By Ingrid Melander
PARIS, June 25 Markets have overreacted to the
U.S. Federal Reserve's plans to stop buying bonds but part of
the problem is a lack of clarity over how it will be done, the
International Monetary Fund said on Tuesday.
"The Fed has no clue what will happen when it starts selling
assets," IMF Chief Economist Olivier Blanchard told a meeting of
the Institute of International Finance in Paris. "So it cannot
make any commitments in term of quantities."
He was speaking less than a week after the U.S. central bank
set off a cascade of selling in global markets by saying it
expected to reduce its bond-buying later this year.
Fed Chairman Ben Bernanke also said that the central bank
expected to halt the programme, known as quantitative easing
(QE), altogether by mid-2014 if the U.S. economy improves as
Two top Fed officials, however played down on Monday the
idea of an imminent end to monetary stimulus.
Blanchard said what was being seen now was the Fed trying to
find a way of giving rules to markets in an area where they do
not exist yet.
"Conceptually it (QE exit) is not fundamentally very
difficult, but there is a problem of communication on how you do
it, which is going to create volatility.

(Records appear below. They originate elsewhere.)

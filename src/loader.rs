//! Reads the text maze format: a `height width` header followed by `height * width`
//! whitespace-separated cell codes in row-major order (`0` free, `1` wall, `3` end, `4` start).
use std::fs::{self, File};
use std::io::{self, Read};
use std::path::Path;

use log::{debug, warn};

use grid_util::point::Point;

use crate::error::LoadError;
use crate::maze::{Cell, Maze};

/// Loads a maze from a file on disk.
pub fn load_maze<P: AsRef<Path>>(path: P) -> Result<Maze, LoadError> {
    let path = path.as_ref();
    let file = File::open(path).map_err(|source| LoadError::Open {
        path: path.to_path_buf(),
        source,
    })?;
    debug!("Reading maze from {}", path.display());
    read_maze(file)
}

/// Loads a maze from any byte stream, e.g. standard input.
pub fn read_maze<R: Read>(mut reader: R) -> Result<Maze, LoadError> {
    let mut text = String::new();
    reader.read_to_string(&mut text)?;
    parse_maze(&text)
}

/// Parses a maze description. Partial cell data is rejected rather than padded.
pub fn parse_maze(text: &str) -> Result<Maze, LoadError> {
    let mut tokens = text.split_whitespace();
    let mut header_value = |name: &str| -> Result<usize, LoadError> {
        let token = tokens
            .next()
            .ok_or_else(|| LoadError::Header(format!("missing {name}")))?;
        token
            .parse::<usize>()
            .map_err(|_| LoadError::Header(format!("{name} is not a size: {token:?}")))
    };
    let height = header_value("height")?;
    let width = header_value("width")?;
    let max_side = i32::MAX as usize;
    if height > max_side || width > max_side {
        return Err(LoadError::Header(format!(
            "{height}x{width} exceeds the largest addressable side of {max_side}"
        )));
    }
    if height.checked_mul(width).is_none() {
        return Err(LoadError::Header(format!(
            "{height}x{width} cells overflow the address space"
        )));
    }

    // Grows with the data; the header alone never decides an allocation.
    let mut cells = Vec::new();
    let (mut starts, mut ends) = (0, 0);
    for row in 0..height {
        for col in 0..width {
            let token = tokens.next().ok_or(LoadError::Truncated { row, col })?;
            let code = token.parse::<i64>().map_err(|_| LoadError::BadCell {
                row,
                col,
                token: token.to_owned(),
            })?;
            if !Cell::is_known_code(code) {
                warn!("Unrecognized cell code {code} at ({row}, {col}) treated as free");
            }
            let cell = Cell::from_code(code);
            match cell {
                Cell::Start => starts += 1,
                Cell::End => ends += 1,
                _ => {}
            }
            cells.push(cell);
        }
    }
    if starts == 0 {
        return Err(LoadError::MissingStart);
    }
    if ends == 0 {
        return Err(LoadError::MissingEnd);
    }
    if starts > 1 || ends > 1 {
        warn!("Maze has {starts} start and {ends} end cells, using the last of each");
    }
    debug!("Parsed {height}x{width} maze");
    Maze::from_cells(height, width, cells).ok_or(LoadError::MissingStart)
}

/// Renders `maze` in the text format [parse_maze] reads, one row per line.
pub fn format_maze(maze: &Maze) -> String {
    let mut text = format!("{} {}\n", maze.height(), maze.width());
    for x in 0..maze.height() as i32 {
        let row = (0..maze.width() as i32)
            .filter_map(|y| maze.cell(Point::new(x, y)))
            .map(|cell| cell.code().to_string())
            .collect::<Vec<_>>()
            .join(" ");
        text.push_str(&row);
        text.push('\n');
    }
    text
}

/// Writes `maze` to `path` so it can be loaded again, e.g. by the visualizer.
pub fn save_maze<P: AsRef<Path>>(maze: &Maze, path: P) -> io::Result<()> {
    let path = path.as_ref();
    debug!("Writing maze to {}", path.display());
    fs::write(path, format_maze(maze))
}

#[cfg(test)]
mod tests {
    use super::*;

    #[test]
    fn parses_header_and_cells() {
        let maze = parse_maze("2 3\n4 0 1\n1 0 3\n").unwrap();
        assert_eq!(maze.height(), 2);
        assert_eq!(maze.width(), 3);
        assert_eq!(maze.start(), Point::new(0, 0));
        assert_eq!(maze.end(), Point::new(1, 2));
        assert!(maze.is_wall(Point::new(0, 2)));
    }

    #[test]
    fn layout_whitespace_is_irrelevant() {
        let maze = parse_maze("2 2 4 0\n\n 0   3").unwrap();
        assert_eq!(maze.end(), Point::new(1, 1));
    }

    #[test]
    fn rejects_bad_header() {
        assert!(matches!(parse_maze(""), Err(LoadError::Header(_))));
        assert!(matches!(parse_maze("x 2"), Err(LoadError::Header(_))));
        assert!(matches!(parse_maze("2"), Err(LoadError::Header(_))));
    }

    #[test]
    fn rejects_truncated_cells() {
        let err = parse_maze("2 2\n4 0\n0").unwrap_err();
        assert!(matches!(err, LoadError::Truncated { row: 1, col: 1 }));
    }

    #[test]
    fn unaddressable_header_is_a_header_error() {
        for text in [
            "18446744073709551615 2\n4 3",
            "2 18446744073709551615\n4 3",
            "3000000000 3000000000\n4 3",
        ] {
            assert!(matches!(parse_maze(text), Err(LoadError::Header(_))), "{text}");
        }
    }

    #[test]
    fn huge_header_with_few_cells_is_truncated() {
        let err = parse_maze("2000000000 2000000000\n4 3").unwrap_err();
        assert!(matches!(err, LoadError::Truncated { row: 0, col: 2 }));
    }

    #[test]
    fn rejects_non_numeric_cells() {
        let err = parse_maze("1 2\n4 x").unwrap_err();
        assert!(matches!(err, LoadError::BadCell { row: 0, col: 1, .. }));
    }

    #[test]
    fn rejects_missing_start_or_end() {
        assert!(matches!(parse_maze("1 2 0 3"), Err(LoadError::MissingStart)));
        assert!(matches!(parse_maze("1 2 4 0"), Err(LoadError::MissingEnd)));
    }

    #[test]
    fn unknown_codes_load_as_free() {
        let maze = parse_maze("1 3 4 9 3").unwrap();
        assert!(!maze.is_wall(Point::new(0, 1)));
    }

    #[test]
    fn reads_from_stream() {
        let maze = read_maze("1 2 4 3".as_bytes()).unwrap();
        assert_eq!(maze.len(), 2);
    }

    #[test]
    fn saved_maze_loads_back() {
        let dir = tempfile::tempdir().unwrap();
        let path = dir.path().join("maze.txt");
        let maze = parse_maze("2 3\n4 0 1\n1 0 3\n").unwrap();
        save_maze(&maze, &path).unwrap();
        assert_eq!(std::fs::read_to_string(&path).unwrap(), "2 3\n4 0 1\n1 0 3\n");
        let loaded = load_maze(&path).unwrap();
        assert_eq!(loaded.to_string(), maze.to_string());
        assert_eq!(loaded.start(), maze.start());
    }

    #[test]
    fn missing_file_is_an_open_error() {
        let err = load_maze("does/not/exist.txt").unwrap_err();
        assert!(matches!(err, LoadError::Open { .. }));
    }
}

But the volatility we
have seen in the past week is exaggerated," Blanchard said.
Global equities, bond prices and commodities, boosted for
months by major central banks' stimulus plans, tumbled after the
Fed's comments. They were also hit by a cash crunch in China
Blanchard added that the U.S. economy was recovering and
talk of a QE exit was therefore expected. "The issue is around
the speed of exit from QE," he said.
Earlier this month, the International Monetary Fund
recommended that the Fed stick to its bond-buying programme at
least until the end of the year.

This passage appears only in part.